GIVEN RECORDS =>
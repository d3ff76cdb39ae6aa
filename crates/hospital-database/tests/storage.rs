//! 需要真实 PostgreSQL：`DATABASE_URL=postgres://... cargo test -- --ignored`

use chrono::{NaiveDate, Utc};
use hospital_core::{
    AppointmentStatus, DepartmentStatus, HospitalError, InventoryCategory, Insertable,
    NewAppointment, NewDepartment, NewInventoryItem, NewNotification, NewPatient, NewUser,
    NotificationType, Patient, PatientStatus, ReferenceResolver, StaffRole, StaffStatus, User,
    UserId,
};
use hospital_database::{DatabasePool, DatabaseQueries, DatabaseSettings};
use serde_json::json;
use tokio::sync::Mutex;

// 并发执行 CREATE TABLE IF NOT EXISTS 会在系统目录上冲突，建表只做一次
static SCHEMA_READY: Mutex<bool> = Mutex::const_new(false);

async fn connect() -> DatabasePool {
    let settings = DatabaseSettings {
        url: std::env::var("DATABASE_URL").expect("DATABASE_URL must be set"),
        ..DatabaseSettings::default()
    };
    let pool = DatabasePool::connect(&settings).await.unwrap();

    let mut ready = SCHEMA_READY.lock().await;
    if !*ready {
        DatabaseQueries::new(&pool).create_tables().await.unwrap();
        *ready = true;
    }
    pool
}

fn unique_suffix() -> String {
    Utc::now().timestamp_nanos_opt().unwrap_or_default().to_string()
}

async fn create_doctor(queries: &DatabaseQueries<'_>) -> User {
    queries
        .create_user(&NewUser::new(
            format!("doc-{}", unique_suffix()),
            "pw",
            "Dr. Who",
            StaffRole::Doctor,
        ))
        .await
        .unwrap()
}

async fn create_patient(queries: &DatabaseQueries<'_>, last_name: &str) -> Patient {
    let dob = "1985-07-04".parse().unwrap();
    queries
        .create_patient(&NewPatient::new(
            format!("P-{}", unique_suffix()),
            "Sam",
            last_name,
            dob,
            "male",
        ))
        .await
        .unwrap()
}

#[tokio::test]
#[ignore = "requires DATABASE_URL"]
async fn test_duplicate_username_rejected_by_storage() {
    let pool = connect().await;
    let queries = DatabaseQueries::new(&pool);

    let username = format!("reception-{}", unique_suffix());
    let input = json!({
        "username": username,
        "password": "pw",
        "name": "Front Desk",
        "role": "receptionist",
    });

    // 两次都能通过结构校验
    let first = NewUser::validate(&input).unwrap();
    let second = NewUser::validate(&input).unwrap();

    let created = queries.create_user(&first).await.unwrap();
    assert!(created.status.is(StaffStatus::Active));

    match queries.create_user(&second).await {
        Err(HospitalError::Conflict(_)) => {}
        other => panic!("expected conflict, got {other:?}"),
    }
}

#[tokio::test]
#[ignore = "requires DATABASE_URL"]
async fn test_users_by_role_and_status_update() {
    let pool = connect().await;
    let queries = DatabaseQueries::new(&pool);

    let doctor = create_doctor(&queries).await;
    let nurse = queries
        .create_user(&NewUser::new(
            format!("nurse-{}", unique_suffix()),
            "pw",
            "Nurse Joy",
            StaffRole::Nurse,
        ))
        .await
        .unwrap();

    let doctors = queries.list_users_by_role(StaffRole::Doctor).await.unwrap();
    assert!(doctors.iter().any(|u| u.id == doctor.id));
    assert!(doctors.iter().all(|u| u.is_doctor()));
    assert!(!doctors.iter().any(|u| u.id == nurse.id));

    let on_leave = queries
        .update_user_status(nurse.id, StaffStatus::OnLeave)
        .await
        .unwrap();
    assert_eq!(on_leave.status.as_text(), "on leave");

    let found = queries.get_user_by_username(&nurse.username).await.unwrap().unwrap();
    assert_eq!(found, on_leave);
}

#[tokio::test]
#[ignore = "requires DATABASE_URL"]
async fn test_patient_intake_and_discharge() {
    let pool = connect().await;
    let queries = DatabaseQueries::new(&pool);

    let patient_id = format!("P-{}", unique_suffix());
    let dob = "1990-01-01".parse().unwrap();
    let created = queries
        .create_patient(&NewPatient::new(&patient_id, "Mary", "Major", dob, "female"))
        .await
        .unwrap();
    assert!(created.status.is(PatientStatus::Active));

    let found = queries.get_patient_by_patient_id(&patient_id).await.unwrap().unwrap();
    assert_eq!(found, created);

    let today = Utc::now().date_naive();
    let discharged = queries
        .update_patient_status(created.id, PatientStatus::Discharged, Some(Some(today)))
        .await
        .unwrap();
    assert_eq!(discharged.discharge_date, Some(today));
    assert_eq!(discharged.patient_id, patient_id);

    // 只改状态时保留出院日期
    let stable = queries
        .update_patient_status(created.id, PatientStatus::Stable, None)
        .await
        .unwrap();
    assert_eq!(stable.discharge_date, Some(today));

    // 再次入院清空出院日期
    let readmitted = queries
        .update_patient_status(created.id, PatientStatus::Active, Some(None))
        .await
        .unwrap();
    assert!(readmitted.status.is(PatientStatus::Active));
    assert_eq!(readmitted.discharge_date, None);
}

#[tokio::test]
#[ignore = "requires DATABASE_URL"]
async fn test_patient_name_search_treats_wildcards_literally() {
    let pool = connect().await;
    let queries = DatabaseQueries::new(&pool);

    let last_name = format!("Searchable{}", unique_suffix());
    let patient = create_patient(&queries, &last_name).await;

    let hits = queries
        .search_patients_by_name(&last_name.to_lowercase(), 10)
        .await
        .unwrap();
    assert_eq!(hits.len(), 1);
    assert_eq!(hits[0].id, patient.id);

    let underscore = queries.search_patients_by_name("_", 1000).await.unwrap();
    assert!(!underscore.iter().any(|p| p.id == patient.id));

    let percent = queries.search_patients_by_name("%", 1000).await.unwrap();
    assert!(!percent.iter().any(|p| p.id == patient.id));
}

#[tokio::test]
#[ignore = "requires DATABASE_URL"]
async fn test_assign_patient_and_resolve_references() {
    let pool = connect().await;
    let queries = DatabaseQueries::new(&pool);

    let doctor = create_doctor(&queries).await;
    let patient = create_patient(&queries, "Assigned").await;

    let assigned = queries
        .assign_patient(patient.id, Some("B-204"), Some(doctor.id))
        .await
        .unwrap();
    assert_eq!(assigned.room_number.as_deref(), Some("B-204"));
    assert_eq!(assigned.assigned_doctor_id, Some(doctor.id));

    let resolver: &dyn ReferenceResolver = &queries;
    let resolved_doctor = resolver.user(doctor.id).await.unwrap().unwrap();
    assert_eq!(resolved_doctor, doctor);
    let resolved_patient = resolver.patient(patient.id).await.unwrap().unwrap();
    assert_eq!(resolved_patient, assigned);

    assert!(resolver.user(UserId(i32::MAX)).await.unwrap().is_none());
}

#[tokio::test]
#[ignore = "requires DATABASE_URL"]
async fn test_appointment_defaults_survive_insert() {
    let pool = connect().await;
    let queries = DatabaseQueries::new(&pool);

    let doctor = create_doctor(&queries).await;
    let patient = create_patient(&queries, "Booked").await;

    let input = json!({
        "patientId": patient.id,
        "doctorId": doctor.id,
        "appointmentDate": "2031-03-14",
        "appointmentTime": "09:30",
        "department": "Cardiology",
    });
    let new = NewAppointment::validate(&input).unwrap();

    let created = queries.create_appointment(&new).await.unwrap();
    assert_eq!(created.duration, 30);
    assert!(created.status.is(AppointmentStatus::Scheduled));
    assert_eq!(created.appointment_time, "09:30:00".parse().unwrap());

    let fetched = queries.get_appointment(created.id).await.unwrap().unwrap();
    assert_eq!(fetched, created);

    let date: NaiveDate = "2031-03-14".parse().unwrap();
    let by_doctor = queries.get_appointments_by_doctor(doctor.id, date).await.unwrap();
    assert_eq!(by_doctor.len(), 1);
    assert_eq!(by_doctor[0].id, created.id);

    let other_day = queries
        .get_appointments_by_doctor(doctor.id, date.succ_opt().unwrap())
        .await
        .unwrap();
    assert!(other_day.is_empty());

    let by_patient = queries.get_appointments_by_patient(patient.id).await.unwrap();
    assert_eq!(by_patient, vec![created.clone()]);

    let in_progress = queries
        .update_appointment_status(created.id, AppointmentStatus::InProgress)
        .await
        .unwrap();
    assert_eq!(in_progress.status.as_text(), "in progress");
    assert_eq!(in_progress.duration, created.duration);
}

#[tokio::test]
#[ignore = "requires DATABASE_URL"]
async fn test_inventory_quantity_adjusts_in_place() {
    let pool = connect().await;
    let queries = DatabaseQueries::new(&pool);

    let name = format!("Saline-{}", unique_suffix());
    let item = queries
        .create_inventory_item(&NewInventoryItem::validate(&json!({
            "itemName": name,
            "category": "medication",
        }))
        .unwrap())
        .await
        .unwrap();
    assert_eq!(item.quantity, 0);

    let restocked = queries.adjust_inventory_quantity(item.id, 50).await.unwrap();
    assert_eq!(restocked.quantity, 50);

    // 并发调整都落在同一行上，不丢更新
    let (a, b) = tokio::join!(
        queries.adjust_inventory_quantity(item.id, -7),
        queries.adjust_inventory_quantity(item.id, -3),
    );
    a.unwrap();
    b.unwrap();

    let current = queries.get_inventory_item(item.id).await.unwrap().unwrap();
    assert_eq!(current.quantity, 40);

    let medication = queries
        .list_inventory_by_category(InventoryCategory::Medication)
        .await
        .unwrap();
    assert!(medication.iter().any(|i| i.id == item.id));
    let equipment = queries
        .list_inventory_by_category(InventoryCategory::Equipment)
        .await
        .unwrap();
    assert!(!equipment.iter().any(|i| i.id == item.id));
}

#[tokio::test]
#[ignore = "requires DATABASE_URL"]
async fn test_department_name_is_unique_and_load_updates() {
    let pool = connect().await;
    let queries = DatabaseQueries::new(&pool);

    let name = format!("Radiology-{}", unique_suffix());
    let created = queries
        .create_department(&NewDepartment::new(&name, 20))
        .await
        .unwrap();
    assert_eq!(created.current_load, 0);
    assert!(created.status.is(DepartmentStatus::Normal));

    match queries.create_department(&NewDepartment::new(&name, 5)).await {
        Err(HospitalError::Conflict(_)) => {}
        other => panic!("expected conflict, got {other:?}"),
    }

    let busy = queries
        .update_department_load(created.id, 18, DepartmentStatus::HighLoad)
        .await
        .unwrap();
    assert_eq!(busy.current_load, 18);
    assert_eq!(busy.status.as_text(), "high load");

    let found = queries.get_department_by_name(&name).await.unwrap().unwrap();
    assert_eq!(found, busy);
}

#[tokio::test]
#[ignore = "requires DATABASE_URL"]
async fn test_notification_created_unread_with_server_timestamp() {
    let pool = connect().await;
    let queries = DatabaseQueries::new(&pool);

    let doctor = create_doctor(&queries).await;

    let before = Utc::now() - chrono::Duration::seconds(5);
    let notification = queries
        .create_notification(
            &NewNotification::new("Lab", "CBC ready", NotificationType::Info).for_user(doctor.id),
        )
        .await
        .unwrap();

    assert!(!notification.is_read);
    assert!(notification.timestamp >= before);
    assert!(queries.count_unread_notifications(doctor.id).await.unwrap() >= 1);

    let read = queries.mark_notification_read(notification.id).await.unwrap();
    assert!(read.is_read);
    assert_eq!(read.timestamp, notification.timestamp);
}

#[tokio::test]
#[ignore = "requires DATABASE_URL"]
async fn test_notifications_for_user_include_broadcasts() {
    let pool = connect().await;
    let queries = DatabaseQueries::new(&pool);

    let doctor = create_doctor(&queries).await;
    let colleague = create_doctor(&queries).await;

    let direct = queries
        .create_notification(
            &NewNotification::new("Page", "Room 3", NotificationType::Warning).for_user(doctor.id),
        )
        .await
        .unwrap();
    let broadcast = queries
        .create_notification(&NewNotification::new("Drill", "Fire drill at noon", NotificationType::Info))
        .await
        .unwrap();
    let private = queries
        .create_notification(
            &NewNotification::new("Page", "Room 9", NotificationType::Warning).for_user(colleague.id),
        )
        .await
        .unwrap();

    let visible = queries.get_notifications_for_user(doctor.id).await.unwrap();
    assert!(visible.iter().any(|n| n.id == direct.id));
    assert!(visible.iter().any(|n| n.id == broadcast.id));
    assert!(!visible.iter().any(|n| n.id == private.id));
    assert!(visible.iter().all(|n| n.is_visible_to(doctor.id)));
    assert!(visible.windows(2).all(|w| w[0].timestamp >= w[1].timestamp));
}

WHAT THE TASK ASKS =>
All lines in the records with the string "percent" should be copied out.

OUTPUT FOR THIS TASK =>
    let percent = queries.search_patients_by_name("%", 1000).await.unwrap();
    assert!(!percent.iter().any(|p| p.id == patient.id));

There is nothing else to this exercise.